There are surveys which the consultants quoted which show that the length of time spent by a patient in A&E is directly proportional to the bed occupancy of the hospital. One particular paper they quoted "The association between hospital overcrowding and mortality among patients admitted via Western Australia emergency departments" published in the Medical Journal of Australia Vol 184 Number 5. 6 March 2006 was very worrying. Increased mortality results if the admission of patients from A&E is delayed due to hospital overcrowding. The excess mortality could be 20-30 percent.

Bed occupancy should be about 85 percent to allow for proper cleaning if nothing else. Infections spread in overcrowded areas. The number of community beds in the country has been dropping since 1997. If patients are not well enough to go home (home helps are "dropping", too) or go to a nursing home they surely have to stay in that bed in the acute hospital. More women working outside the home to increase the prosperity of the country means they can't take on the home nursing role women in the home had in the past.

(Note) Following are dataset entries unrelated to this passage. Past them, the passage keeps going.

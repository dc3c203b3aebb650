use std::path::PathBuf;
use std::sync::Arc;
use std::sync::atomic::{AtomicBool, Ordering};
use std::time::Duration;

use anyhow::{Context, Result};
use clap::{Parser, Subcommand};
use tokio::io::{AsyncBufReadExt, BufReader};
use tokio_util::sync::CancellationToken;
use tracing::{info, warn};
use tracing_subscriber::EnvFilter;

use avatar_relay::config::{Config, TaskType};
use avatar_relay::credential::{CredentialFetcher, CredentialSource, StaticCredential};
use avatar_relay::sdk::SdkEvent;
use avatar_relay::sdk::mock::{MockAvatarSdk, MockMicrophone, MockVideoSink};
use avatar_relay::session::SessionController;

#[derive(Parser)]
#[command(name = "avatar-relay", version, about = "Token proxy and session engine for streaming avatars")]
struct Cli {
    /// Config file (defaults to the platform config directory)
    #[arg(short, long, global = true, env = "AVATAR_RELAY_CONFIG")]
    config: Option<PathBuf>,

    /// Increase log verbosity (-v debug, -vv trace)
    #[arg(short, long, global = true, action = clap::ArgAction::Count)]
    verbose: u8,

    /// Emit logs as JSON lines
    #[arg(long, global = true)]
    log_json: bool,

    #[command(subcommand)]
    command: Command,
}

#[derive(Subcommand)]
enum Command {
    /// Run the token proxy server
    Serve {
        /// Listen address, overrides `server.bind`
        #[arg(short, long)]
        bind: Option<String>,
    },

    /// Drive a session against the in-process mock SDK; stdin lines become
    /// user turns
    Session {
        /// Open the voice channel on start
        #[arg(long)]
        voice: bool,

        /// Use a fixed credential instead of calling the token proxy
        #[arg(long)]
        offline: bool,
    },

    /// Configuration helpers
    Config {
        #[command(subcommand)]
        action: ConfigAction,
    },
}

#[derive(Subcommand)]
enum ConfigAction {
    /// Print the effective configuration as TOML
    Show,
    /// Print the default config file location
    Path,
}

fn init_logging(verbose: u8, json: bool) {
    let default_level = match verbose {
        0 => "info",
        1 => "debug",
        _ => "trace",
    };
    let filter =
        EnvFilter::try_from_default_env().unwrap_or_else(|_| EnvFilter::new(default_level));

    if json {
        tracing_subscriber::fmt().with_env_filter(filter).json().init();
    } else {
        tracing_subscriber::fmt()
            .with_env_filter(filter)
            .with_target(false)
            .init();
    }
}

#[tokio::main]
async fn main() -> Result<()> {
    let cli = Cli::parse();
    init_logging(cli.verbose, cli.log_json);

    match cli.command {
        Command::Config {
            action: ConfigAction::Path,
        } => {
            match Config::default_path() {
                Some(path) => println!("{}", path.display()),
                None => println!("(no platform config directory)"),
            }
            Ok(())
        }
        command => {
            let config = Config::load(cli.config.as_deref()).context("failed to load configuration")?;
            run(command, config).await
        }
    }
}

async fn run(command: Command, mut config: Config) -> Result<()> {
    match command {
        Command::Serve { bind } => {
            if let Some(bind) = bind {
                config.server.bind = bind;
            }
            let shutdown = CancellationToken::new();
            let signal = shutdown.clone();
            tokio::spawn(async move {
                if tokio::signal::ctrl_c().await.is_ok() {
                    info!("Received Ctrl+C, shutting down");
                }
                signal.cancel();
            });
            avatar_relay::server::serve(&config.server, shutdown).await
        }
        Command::Session { voice, offline } => run_session(&config, voice, offline).await,
        Command::Config {
            action: ConfigAction::Show,
        } => {
            let rendered = toml::to_string_pretty(&config).context("failed to render config")?;
            print!("{}", rendered);
            Ok(())
        }
        Command::Config {
            action: ConfigAction::Path,
        } => Ok(()),
    }
}

async fn run_session(config: &Config, voice: bool, offline: bool) -> Result<()> {
    let sdk = MockAvatarSdk::new();
    let credentials: Arc<dyn CredentialSource> = if offline {
        Arc::new(StaticCredential::new("offline-token"))
    } else {
        let fetcher =
            CredentialFetcher::new(config.client.token_endpoint.clone(), config.client.fetch);
        info!(endpoint = fetcher.endpoint(), "Fetching session tokens from the token proxy");
        Arc::new(fetcher)
    };

    let sink = MockVideoSink::new();
    let frozen = Arc::new(AtomicBool::new(false));
    let playback = CancellationToken::new();
    spawn_playback_clock(sink.clone(), frozen.clone(), playback.clone());

    let controller = SessionController::builder(Arc::new(sdk.clone()), credentials)
        .config(config)
        .microphone(Arc::new(MockMicrophone::new()))
        .sink(Arc::new(sink))
        .build()
        .context("invalid trigger words")?;

    controller.start(voice).await.context("failed to start session")?;
    println!(
        "Session {}. Type an utterance, or /say <text>, /freeze, /disconnect, /state, /stop.",
        controller.state()
    );

    let mut lines = BufReader::new(tokio::io::stdin()).lines();
    while let Some(line) = lines.next_line().await? {
        let line = line.trim();
        match line {
            "" => continue,
            "/stop" => break,
            "/freeze" => {
                let now_frozen = !frozen.fetch_xor(true, Ordering::SeqCst);
                println!("video {}", if now_frozen { "frozen" } else { "playing" });
            }
            "/disconnect" => {
                sdk.emit(SdkEvent::StreamDisconnected);
            }
            "/state" => {
                let counters = controller.counters().await;
                println!(
                    "state={} reconnect_attempts={} freeze_detections={}",
                    controller.state(),
                    counters.reconnect_attempts,
                    counters.freeze_detections
                );
            }
            _ => {
                if let Some(text) = line.strip_prefix("/say ") {
                    if let Err(e) = controller.speak(text, TaskType::Repeat).await {
                        warn!("speak failed: {}", e);
                    }
                    continue;
                }
                let fragments: Vec<&str> = line.split_inclusive(' ').collect();
                if !sdk.emit_turn(&fragments) {
                    warn!("No live session to receive the utterance");
                }
            }
        }
    }

    controller.stop().await;
    playback.cancel();
    println!("Session {}.", controller.state());
    Ok(())
}

/// Advance the mock video clock once a second unless frozen.
fn spawn_playback_clock(sink: MockVideoSink, frozen: Arc<AtomicBool>, cancel: CancellationToken) {
    tokio::spawn(async move {
        let mut ticker = tokio::time::interval(Duration::from_secs(1));
        loop {
            tokio::select! {
                _ = cancel.cancelled() => break,
                _ = ticker.tick() => {
                    if !frozen.load(Ordering::SeqCst) {
                        sink.advance(1.0);
                    }
                }
            }
        }
    });
}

While these beds are occupied by people who could be discharged those who need admission from A&E wait on trolleys, three days in the case of a friend of mine who had a stroke. And into the bargain elective operations are cancelled. A constituent of mine had her admission cancelled repeatedly for an operation for "an ovarian tumour". As I write I don't know if she was eventually admitted to either of the hospitals in which her gynaecologist worked who in despair had put her on two lists. Apparently one hospital which the Tánaiste said had little problem with trolleys in A&E, apparently achieves this situation by cancelling most of the ENT surgery there, which is not a useful way of progressing work.

Dr Paul Browne, chair of the Medical Board at St James' Hospital and Mr Finbar Fitzpatrick Secretary General of the IHCA attended, too. Amongst the useful information they gave the committee was the fact that we have 3 acute beds per 1,000 population (there are 3.5 in the UK and 4.1 in the OECD area). So we are trying to manage with fewer beds in acute hospitals and a reduction in those we have in the community.

The building of private hospitals on eight sites of public hospitals is apparently going to solve all. It was a relief to me to see that none of the IHCA members were any clearer than I am as to how these hospitals are to be staffed. The consultants in the public hospital will work only in the public hospitals. Some other consultants who will not work in the public service will work in the private hospitals. But there will only be 100 beds in each of these private hospitals and to cover all specialties they will need a considerable number of consultants and many other staff will be required. Will facilities and equipment be duplicated in the public and private hospitals? If not who will look after patients that have to be transferred from the private to public facilities such as Intensive Care?

Go back to Mr Frank Banister's letter. The solution is in there somewhere but I can't help but think we're not finding it.